En effet, depuis les attentats parisiens de la semaine dernière, pas moins de 54 procédures pénales ont été ouvertes pour « apologie d’actes de terrorisme » et hier c’est l’humoriste Dieudonné qui était placé en garde à vue pour avoir posté dimanche dernier sur sa page Facebook : « Je me sens Charlie Coulibaly. » Le billet avait pourtant été retiré au bout de quelques minutes.
Selon le Larousse, l’apologie est un discours ou écrit glorifiant un acte expressément réprimé par la loi pénale. Selon l’article 421-2-5 du code pénal, l’apologie d’actes de terrorisme se définit comme « le fait de provoquer directement à des actes de terrorisme ou de faire publiquement l’apologie de ces actes ». Voici quelques cas constituant manifestement – ou pouvant s’apparenter à – de l’apologie du terrorisme.
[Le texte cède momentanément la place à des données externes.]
// SPDX-License-Identifier: PMPL-1.0-or-later
// Copyright (c) 2026 Jonathan D.A. Jewell (hyperpolymath) <jonathan.jewell@open.ac.uk>
//
// Image embedder — register JPEG/PNG bytes as image XObjects in the output
// graph. Uses the `image` crate for header probing and PNG decoding; JPEG data
// is passed through untouched.

use std::collections::HashMap;
use std::io::Cursor;

use image::{ImageFormat, ImageReader};
use lopdf::{Document, ObjectId, Stream, dictionary};
use packslip_core::error::{PackslipError, Result};
use packslip_core::types::RasterFormat;
use sha2::{Digest, Sha256};
use tracing::{debug, instrument, warn};

use crate::asset::RasterImage;

/// An image XObject living in the output document.
#[derive(Debug, Clone, PartialEq, Eq)]
pub struct EmbeddedImage {
    /// Object ID of the image XObject.
    pub handle: ObjectId,
    /// Preferred name under a page's `/XObject` resources.
    pub resource_name: String,
    pub intrinsic_width: u32,
    pub intrinsic_height: u32,
}

/// Embeds raster images into one output document.
///
/// Holds a per-call cache keyed by content identity, so embedding the same
/// bytes twice yields the same handle. Create a fresh embedder for every
/// composition; never share one across documents.
#[derive(Debug, Default)]
pub struct ImageEmbedder {
    cache: HashMap<String, EmbeddedImage>,
}

impl ImageEmbedder {
    pub fn new() -> Self {
        Self::default()
    }

    /// Number of distinct images embedded so far.
    pub fn len(&self) -> usize {
        self.cache.len()
    }

    pub fn is_empty(&self) -> bool {
        self.cache.is_empty()
    }

    /// Add `image` to `document` as an image XObject, or return the handle of
    /// an identical image embedded earlier.
    #[instrument(skip_all, fields(format = image.format.mime_type(), bytes_len = image.bytes.len()))]
    pub fn embed(&mut self, document: &mut Document, image: &RasterImage<'_>) -> Result<EmbeddedImage> {
        let key = content_key(image.format, image.bytes);
        if let Some(existing) = self.cache.get(&key) {
            debug!(handle = ?existing.handle, "Image already embedded, reusing");
            return Ok(existing.clone());
        }

        let (width, height) = header_dimensions(image.bytes, image.format)?;
        if let Some(hint) = image.pixel_hint
            && hint != (width, height)
        {
            warn!(?hint, width, height, "Declared pixel size disagrees with codec header");
        }

        let handle = match image.format {
            RasterFormat::Jpeg => embed_jpeg(document, image.bytes, width, height)?,
            RasterFormat::Png => embed_png(document, image.bytes)?,
        };

        let embedded = EmbeddedImage {
            handle,
            resource_name: format!("PsImg{}", self.cache.len()),
            intrinsic_width: width,
            intrinsic_height: height,
        };
        debug!(handle = ?handle, width, height, "Image embedded");
        self.cache.insert(key, embedded.clone());
        Ok(embedded)
    }
}

/// Content identity of an image: SHA-256 over the format tag and bytes.
pub fn content_key(format: RasterFormat, bytes: &[u8]) -> String {
    let mut hasher = Sha256::new();
    hasher.update(format.mime_type().as_bytes());
    hasher.update([0u8]);
    hasher.update(bytes);
    hex::encode(hasher.finalize())
}

/// Read the pixel size from the codec header without decoding pixel data.
pub fn header_dimensions(bytes: &[u8], format: RasterFormat) -> Result<(u32, u32)> {
    let codec = match format {
        RasterFormat::Jpeg => ImageFormat::Jpeg,
        RasterFormat::Png => ImageFormat::Png,
    };
    let (width, height) = ImageReader::with_format(Cursor::new(bytes), codec)
        .into_dimensions()
        .map_err(|err| {
            PackslipError::DecodeError(format!(
                "failed to read {} header: {}",
                format.mime_type(),
                err
            ))
        })?;
    if width == 0 || height == 0 {
        return Err(PackslipError::DecodeError(format!(
            "{} has zero size ({}x{})",
            format.mime_type(),
            width,
            height
        )));
    }
    Ok((width, height))
}

/// Frame parameters read from a JPEG's marker segments.
#[derive(Debug, Clone, Copy, PartialEq, Eq)]
pub struct JpegFrame {
    pub width: u32,
    pub height: u32,
    /// Number of colour components in the frame (1, 3 or 4).
    pub components: u8,
    /// An Adobe APP14 segment precedes the frame.
    pub adobe: bool,
}

/// Walk the marker segments up to the first start-of-frame.
///
/// The `image` decoder reports CMYK and YCCK data as RGB after conversion, so
/// the component count is taken from the SOF header itself.
pub fn read_jpeg_frame(bytes: &[u8]) -> Result<JpegFrame> {
    let malformed = |reason: &str| PackslipError::DecodeError(format!("malformed JPEG: {}", reason));
    if !bytes.starts_with(&[0xFF, 0xD8]) {
        return Err(malformed("missing SOI marker"));
    }

    let mut adobe = false;
    let mut pos = 2;
    loop {
        if bytes.get(pos) != Some(&0xFF) {
            return Err(malformed("expected a marker"));
        }
        while bytes.get(pos) == Some(&0xFF) {
            pos += 1;
        }
        let marker = *bytes.get(pos).ok_or_else(|| malformed("truncated marker"))?;
        pos += 1;

        match marker {
            // Standalone markers carry no length.
            0x01 | 0xD0..=0xD7 => continue,
            0xD9 | 0xDA => return Err(malformed("no frame header before scan data")),
            _ => {}
        }

        let length = match bytes.get(pos..pos + 2) {
            Some(&[hi, lo]) => usize::from(u16::from_be_bytes([hi, lo])),
            _ => return Err(malformed("truncated segment length")),
        };
        let segment = bytes
            .get(pos + 2..pos + length)
            .ok_or_else(|| malformed("truncated segment"))?;

        match marker {
            0xEE if segment.starts_with(b"Adobe") => adobe = true,
            // SOF0..SOF15 except DHT (C4), JPG (C8) and DAC (CC).
            0xC0..=0xCF if !matches!(marker, 0xC4 | 0xC8 | 0xCC) => {
                let &[_, h_hi, h_lo, w_hi, w_lo, components, ..] = segment else {
                    return Err(malformed("short frame header"));
                };
                return Ok(JpegFrame {
                    width: u32::from(u16::from_be_bytes([w_hi, w_lo])),
                    height: u32::from(u16::from_be_bytes([h_hi, h_lo])),
                    components,
                    adobe,
                });
            }
            _ => {}
        }
        pos += length;
    }
}

/// JPEG data goes in verbatim behind a `DCTDecode` filter.
fn embed_jpeg(document: &mut Document, bytes: &[u8], width: u32, height: u32) -> Result<ObjectId> {
    let frame = read_jpeg_frame(bytes)?;
    let color_space = match frame.components {
        1 => "DeviceGray",
        3 => "DeviceRGB",
        4 => "DeviceCMYK",
        n => {
            return Err(PackslipError::DecodeError(format!(
                "JPEG with {} colour components is not supported",
                n
            )));
        }
    };

    let mut dict = dictionary! {
        "Type" => "XObject",
        "Subtype" => "Image",
        "Width" => width as i64,
        "Height" => height as i64,
        "ColorSpace" => color_space,
        "BitsPerComponent" => 8,
        "Filter" => "DCTDecode",
    };
    // Adobe writes CMYK JPEGs inverted.
    if frame.components == 4 && frame.adobe {
        dict.set("Decode", vec![1.into(), 0.into(), 1.into(), 0.into(), 1.into(), 0.into(), 1.into(), 0.into()]);
    }
    debug!(color_space, adobe = frame.adobe, "JPEG passed through");

    let stream = Stream::new(dict, bytes.to_vec()).with_compression(false);
    Ok(document.add_object(stream))
}

/// PNG is decoded to 8-bit RGB; an alpha channel becomes a soft mask.
fn embed_png(document: &mut Document, bytes: &[u8]) -> Result<ObjectId> {
    let decoded = image::load_from_memory_with_format(bytes, ImageFormat::Png).map_err(|err| {
        PackslipError::DecodeError(format!("failed to decode PNG: {}", err))
    })?;
    let (width, height) = (decoded.width(), decoded.height());

    let (rgb, smask) = if decoded.color().has_alpha() {
        let rgba = decoded.to_rgba8();
        let mut rgb = Vec::with_capacity((width * height * 3) as usize);
        let mut alpha = Vec::with_capacity((width * height) as usize);
        for pixel in rgba.pixels() {
            rgb.extend_from_slice(&pixel.0[..3]);
            alpha.push(pixel.0[3]);
        }
        let smask_id = document.add_object(Stream::new(
            dictionary! {
                "Type" => "XObject",
                "Subtype" => "Image",
                "Width" => width as i64,
                "Height" => height as i64,
                "ColorSpace" => "DeviceGray",
                "BitsPerComponent" => 8,
            },
            alpha,
        ));
        (rgb, Some(smask_id))
    } else {
        (decoded.to_rgb8().into_raw(), None)
    };

    let mut dict = dictionary! {
        "Type" => "XObject",
        "Subtype" => "Image",
        "Width" => width as i64,
        "Height" => height as i64,
        "ColorSpace" => "DeviceRGB",
        "BitsPerComponent" => 8,
    };
    if let Some(smask_id) = smask {
        dict.set("SMask", smask_id);
    }
    Ok(document.add_object(Stream::new(dict, rgb)))
}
Laurent Fabius et le Front Al-Nosra
Le 12 décembre 2012, Laurent Fabius est en visite à Marrakech (Maroc). Alors que Washington vient de placer sur la liste des organisations terroristes le Front Al-Nosra, qui sévit en Syrie, le ministre des Affaires étrangères s’insurge. Il explique lors d’une conférence de presse que les hommes de ce groupe, affilié à Al-Qaïda, « font du bon boulot » (rapporté par Le Monde le 13 décembre 2012). Quelques mois auparavant, en déclarant « Monsieur Bachar Al-Assad ne mériterait pas d’être sur la Terre » (17 août 2012), Laurent Fabius avait donné un permis de tuer, un véritable blanc-seing aux organisations djihadistes qui terrorisent la population syrienne depuis 2011. Soutenus financièrement, via des fondations, par le Qatar, allié privilégié de la France, ces groupes terroristes ont depuis constitué l’État islamique à l’été 2014. Une apologie du terrorisme autrement plus grave qu’un billet sur Facebook…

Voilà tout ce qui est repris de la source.